- [Problem to solve]: Every word of the listing should be reproduced without alteration.

+++ Available data +++

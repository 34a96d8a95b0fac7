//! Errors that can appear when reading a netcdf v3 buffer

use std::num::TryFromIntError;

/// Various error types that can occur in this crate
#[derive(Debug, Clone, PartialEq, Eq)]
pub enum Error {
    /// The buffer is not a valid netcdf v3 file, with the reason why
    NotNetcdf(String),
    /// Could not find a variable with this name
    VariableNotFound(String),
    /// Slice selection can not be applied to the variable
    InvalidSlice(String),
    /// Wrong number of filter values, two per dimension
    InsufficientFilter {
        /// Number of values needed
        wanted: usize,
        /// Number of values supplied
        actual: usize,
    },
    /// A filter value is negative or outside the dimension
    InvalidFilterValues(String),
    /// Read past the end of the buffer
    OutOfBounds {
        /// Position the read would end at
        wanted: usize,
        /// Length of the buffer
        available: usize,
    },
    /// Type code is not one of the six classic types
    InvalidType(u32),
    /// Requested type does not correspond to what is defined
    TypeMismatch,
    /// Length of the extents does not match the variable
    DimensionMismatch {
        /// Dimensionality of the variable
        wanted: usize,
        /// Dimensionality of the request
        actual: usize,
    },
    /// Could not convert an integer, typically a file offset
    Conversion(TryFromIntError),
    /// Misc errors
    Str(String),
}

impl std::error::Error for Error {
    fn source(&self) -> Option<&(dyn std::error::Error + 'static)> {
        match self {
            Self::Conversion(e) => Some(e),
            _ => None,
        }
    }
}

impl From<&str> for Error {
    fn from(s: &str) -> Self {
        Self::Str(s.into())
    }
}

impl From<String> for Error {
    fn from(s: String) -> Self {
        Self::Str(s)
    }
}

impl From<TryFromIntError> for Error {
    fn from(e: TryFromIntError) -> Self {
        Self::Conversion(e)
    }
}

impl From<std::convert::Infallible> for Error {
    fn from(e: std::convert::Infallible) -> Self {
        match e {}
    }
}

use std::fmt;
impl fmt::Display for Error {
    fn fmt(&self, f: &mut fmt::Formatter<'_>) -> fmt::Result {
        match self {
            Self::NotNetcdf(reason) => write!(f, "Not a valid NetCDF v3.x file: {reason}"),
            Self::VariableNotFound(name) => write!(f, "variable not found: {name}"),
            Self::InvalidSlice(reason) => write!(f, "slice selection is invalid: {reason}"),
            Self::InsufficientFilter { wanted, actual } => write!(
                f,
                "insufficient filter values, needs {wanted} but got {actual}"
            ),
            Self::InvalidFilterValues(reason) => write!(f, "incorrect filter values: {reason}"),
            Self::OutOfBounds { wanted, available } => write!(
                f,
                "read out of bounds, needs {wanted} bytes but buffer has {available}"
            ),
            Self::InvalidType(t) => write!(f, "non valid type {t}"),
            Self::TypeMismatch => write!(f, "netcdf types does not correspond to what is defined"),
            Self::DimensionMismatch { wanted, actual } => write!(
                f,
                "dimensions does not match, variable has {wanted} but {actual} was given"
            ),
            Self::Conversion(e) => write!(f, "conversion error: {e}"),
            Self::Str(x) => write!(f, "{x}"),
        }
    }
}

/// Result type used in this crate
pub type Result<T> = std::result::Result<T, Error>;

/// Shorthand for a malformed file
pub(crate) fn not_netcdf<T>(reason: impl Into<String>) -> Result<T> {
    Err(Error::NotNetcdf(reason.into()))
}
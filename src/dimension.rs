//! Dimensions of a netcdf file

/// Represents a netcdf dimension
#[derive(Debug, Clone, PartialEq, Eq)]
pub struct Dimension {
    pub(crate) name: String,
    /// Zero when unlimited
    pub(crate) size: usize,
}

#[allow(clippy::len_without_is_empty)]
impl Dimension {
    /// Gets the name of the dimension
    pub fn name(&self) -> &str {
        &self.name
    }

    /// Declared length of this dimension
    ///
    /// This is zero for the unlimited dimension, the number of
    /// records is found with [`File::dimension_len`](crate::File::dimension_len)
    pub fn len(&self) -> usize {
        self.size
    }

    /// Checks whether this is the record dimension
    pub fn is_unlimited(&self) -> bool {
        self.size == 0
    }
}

+++

- [Solution]:
repository 34a96d8a95b0fac7
//! Errors that can appear when reading a netcdf v3 buffer

use std::num::TryFromIntError;

/// Various error types that can occur in this crate
#[derive(Debug, Clone, PartialEq, Eq)]
pub enum Error {
    /// The buffer is not a valid netcdf v3 file, with the reason why
    NotNetcdf(String),
    /// Could not find a variable with this name
    VariableNotFound(String),
    /// Slice selection can not be applied to the variable
    InvalidSlice(String),
    /// Wrong number of filter values, two per dimension
    InsufficientFilter {
        /// Number of values needed
        wanted: usize,
        /// Number of values supplied
        actual: usize,
    },
    /// A filter value is negative or outside the dimension
    InvalidFilterValues(String),
    /// Read past the end of the buffer
    OutOfBounds {
        /// Position the read would end at
        wanted: usize,
        /// Length of the buffer
        available: usize,
    },
    /// Type code is not one of the six classic types
    InvalidType(u32),
    /// Requested type does not correspond to what is defined
    TypeMismatch,
    /// Length of the extents does not match the variable
    DimensionMismatch {
        /// Dimensionality of the variable
        wanted: usize,
        /// Dimensionality of the request
        actual: usize,
    },
    /// Could not convert an integer, typically a file offset
    Conversion(TryFromIntError),
    /// Misc errors
    Str(String),
}

impl std::error::Error for Error {
    fn source(&self) -> Option<&(dyn std::error::Error + 'static)> {
        match self {
            Self::Conversion(e) => Some(e),
            _ => None,
        }
    }
}

impl From<&str> for Error {
    fn from(s: &str) -> Self {
        Self::Str(s.into())
    }
}

impl From<String> for Error {
    fn from(s: String) -> Self {
        Self::Str(s)
    }
}

impl From<TryFromIntError> for Error {
    fn from(e: TryFromIntError) -> Self {
        Self::Conversion(e)
    }
}

impl From<std::convert::Infallible> for Error {
    fn from(e: std::convert::Infallible) -> Self {
        match e {}
    }
}

use std::fmt;
impl fmt::Display for Error {
    fn fmt(&self, f: &mut fmt::Formatter<'_>) -> fmt::Result {
        match self {
            Self::NotNetcdf(reason) => write!(f, "Not a valid NetCDF v3.x file: {reason}"),
            Self::VariableNotFound(name) => write!(f, "variable not found: {name}"),
            Self::InvalidSlice(reason) => write!(f, "slice selection is invalid: {reason}"),
            Self::InsufficientFilter { wanted, actual } => write!(
                f,
                "insufficient filter values, needs {wanted} but got {actual}"
            ),
            Self::InvalidFilterValues(reason) => write!(f, "incorrect filter values: {reason}"),
            Self::OutOfBounds { wanted, available } => write!(
                f,
                "read out of bounds, needs {wanted} bytes but buffer has {available}"
            ),
            Self::InvalidType(t) => write!(f, "non valid type {t}"),
            Self::TypeMismatch => write!(f, "netcdf types does not correspond to what is defined"),
            Self::DimensionMismatch { wanted, actual } => write!(
                f,
                "dimensions does not match, variable has {wanted} but {actual} was given"
            ),
            Self::Conversion(e) => write!(f, "conversion error: {e}"),
            Self::Str(x) => write!(f, "{x}"),
        }
    }
}

/// Result type used in this crate
pub type Result<T> = std::result::Result<T, Error>;

/// Shorthand for a malformed file
pub(crate) fn not_netcdf<T>(reason: impl Into<String>) -> Result<T> {
    Err(Error::NotNetcdf(reason.into()))
}
filename src/dimension.rs
//! Dimensions of a netcdf file

/// Represents a netcdf dimension
#[derive(Debug, Clone, PartialEq, Eq)]
pub struct Dimension {
    pub(crate) name: String,
    /// Zero when unlimited
    pub(crate) size: usize,
}

#[allow(clippy::len_without_is_empty)]
impl Dimension {
    /// Gets the name of the dimension
    pub fn name(&self) -> &str {
        &self.name
    }

    /// Declared length of this dimension
    ///
    /// This is zero for the unlimited dimension, the number of
    /// records is found with [`File::dimension_len`](crate::File::dimension_len)
    pub fn len(&self) -> usize {
        self.size
    }

    /// Checks whether this is the record dimension
    pub fn is_unlimited(&self) -> bool {
        self.size == 0
    }
}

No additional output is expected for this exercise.